Dataset items:
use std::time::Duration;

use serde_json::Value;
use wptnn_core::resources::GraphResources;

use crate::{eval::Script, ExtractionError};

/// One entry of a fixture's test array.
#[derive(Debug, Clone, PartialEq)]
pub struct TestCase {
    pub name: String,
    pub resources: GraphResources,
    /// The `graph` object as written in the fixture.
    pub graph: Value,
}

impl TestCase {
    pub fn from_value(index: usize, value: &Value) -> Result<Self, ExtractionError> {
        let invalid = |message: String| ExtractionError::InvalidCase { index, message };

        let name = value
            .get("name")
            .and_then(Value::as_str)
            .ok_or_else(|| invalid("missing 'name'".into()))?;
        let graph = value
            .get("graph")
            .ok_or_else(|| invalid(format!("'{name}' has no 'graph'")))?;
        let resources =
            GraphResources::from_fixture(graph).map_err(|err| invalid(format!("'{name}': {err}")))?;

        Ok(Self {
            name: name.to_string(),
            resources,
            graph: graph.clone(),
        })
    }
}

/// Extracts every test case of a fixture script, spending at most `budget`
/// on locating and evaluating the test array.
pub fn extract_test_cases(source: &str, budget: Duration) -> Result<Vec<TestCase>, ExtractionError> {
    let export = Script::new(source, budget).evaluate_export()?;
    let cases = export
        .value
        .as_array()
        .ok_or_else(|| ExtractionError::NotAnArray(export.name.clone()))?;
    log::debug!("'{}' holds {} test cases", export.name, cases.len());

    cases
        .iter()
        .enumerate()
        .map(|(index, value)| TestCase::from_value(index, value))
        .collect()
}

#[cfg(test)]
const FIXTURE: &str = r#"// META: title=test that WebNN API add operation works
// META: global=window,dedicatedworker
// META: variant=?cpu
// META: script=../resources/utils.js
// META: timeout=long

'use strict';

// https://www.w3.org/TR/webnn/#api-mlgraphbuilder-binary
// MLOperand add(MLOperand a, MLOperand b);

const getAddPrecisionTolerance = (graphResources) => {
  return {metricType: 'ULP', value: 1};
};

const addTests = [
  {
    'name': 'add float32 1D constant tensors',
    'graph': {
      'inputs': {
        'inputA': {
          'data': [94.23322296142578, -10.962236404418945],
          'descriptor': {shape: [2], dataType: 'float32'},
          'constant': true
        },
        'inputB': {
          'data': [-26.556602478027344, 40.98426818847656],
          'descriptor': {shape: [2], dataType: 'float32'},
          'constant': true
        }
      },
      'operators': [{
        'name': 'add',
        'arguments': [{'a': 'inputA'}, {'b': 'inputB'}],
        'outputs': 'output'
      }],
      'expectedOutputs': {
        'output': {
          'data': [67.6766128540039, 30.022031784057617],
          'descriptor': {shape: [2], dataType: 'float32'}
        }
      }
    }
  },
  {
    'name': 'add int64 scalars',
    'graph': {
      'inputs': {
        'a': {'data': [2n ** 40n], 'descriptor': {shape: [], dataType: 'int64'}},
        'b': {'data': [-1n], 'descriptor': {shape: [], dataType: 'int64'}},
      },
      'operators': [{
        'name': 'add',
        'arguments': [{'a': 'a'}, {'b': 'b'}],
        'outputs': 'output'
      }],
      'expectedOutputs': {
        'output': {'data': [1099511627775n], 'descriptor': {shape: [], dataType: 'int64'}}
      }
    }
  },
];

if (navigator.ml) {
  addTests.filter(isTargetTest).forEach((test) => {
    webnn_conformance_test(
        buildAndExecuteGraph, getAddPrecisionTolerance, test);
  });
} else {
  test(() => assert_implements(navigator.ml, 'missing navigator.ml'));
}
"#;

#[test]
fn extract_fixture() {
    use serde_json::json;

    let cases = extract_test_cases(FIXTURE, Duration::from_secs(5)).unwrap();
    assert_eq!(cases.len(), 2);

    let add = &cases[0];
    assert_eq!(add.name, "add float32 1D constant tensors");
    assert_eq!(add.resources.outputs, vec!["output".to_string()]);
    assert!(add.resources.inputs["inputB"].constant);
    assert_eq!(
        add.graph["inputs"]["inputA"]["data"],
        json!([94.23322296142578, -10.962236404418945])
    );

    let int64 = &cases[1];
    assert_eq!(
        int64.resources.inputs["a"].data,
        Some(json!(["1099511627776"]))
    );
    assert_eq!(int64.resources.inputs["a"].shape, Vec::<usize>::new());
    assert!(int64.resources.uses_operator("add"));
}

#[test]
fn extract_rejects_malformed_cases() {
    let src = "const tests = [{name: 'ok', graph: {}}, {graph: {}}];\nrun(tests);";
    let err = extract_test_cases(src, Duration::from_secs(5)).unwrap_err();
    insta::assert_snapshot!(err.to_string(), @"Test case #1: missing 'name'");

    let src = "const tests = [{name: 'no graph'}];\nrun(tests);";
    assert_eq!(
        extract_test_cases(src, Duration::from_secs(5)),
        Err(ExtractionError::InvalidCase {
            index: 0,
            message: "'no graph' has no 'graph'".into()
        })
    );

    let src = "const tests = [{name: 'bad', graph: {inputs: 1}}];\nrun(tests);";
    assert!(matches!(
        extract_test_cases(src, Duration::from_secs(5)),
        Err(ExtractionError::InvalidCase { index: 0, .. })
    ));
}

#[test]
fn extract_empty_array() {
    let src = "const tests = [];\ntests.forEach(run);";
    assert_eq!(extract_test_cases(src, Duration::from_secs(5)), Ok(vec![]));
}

- _How to complete this task_
State the number of lines in the data that contain the word "addTests", offering no other text.

- _Written response_
2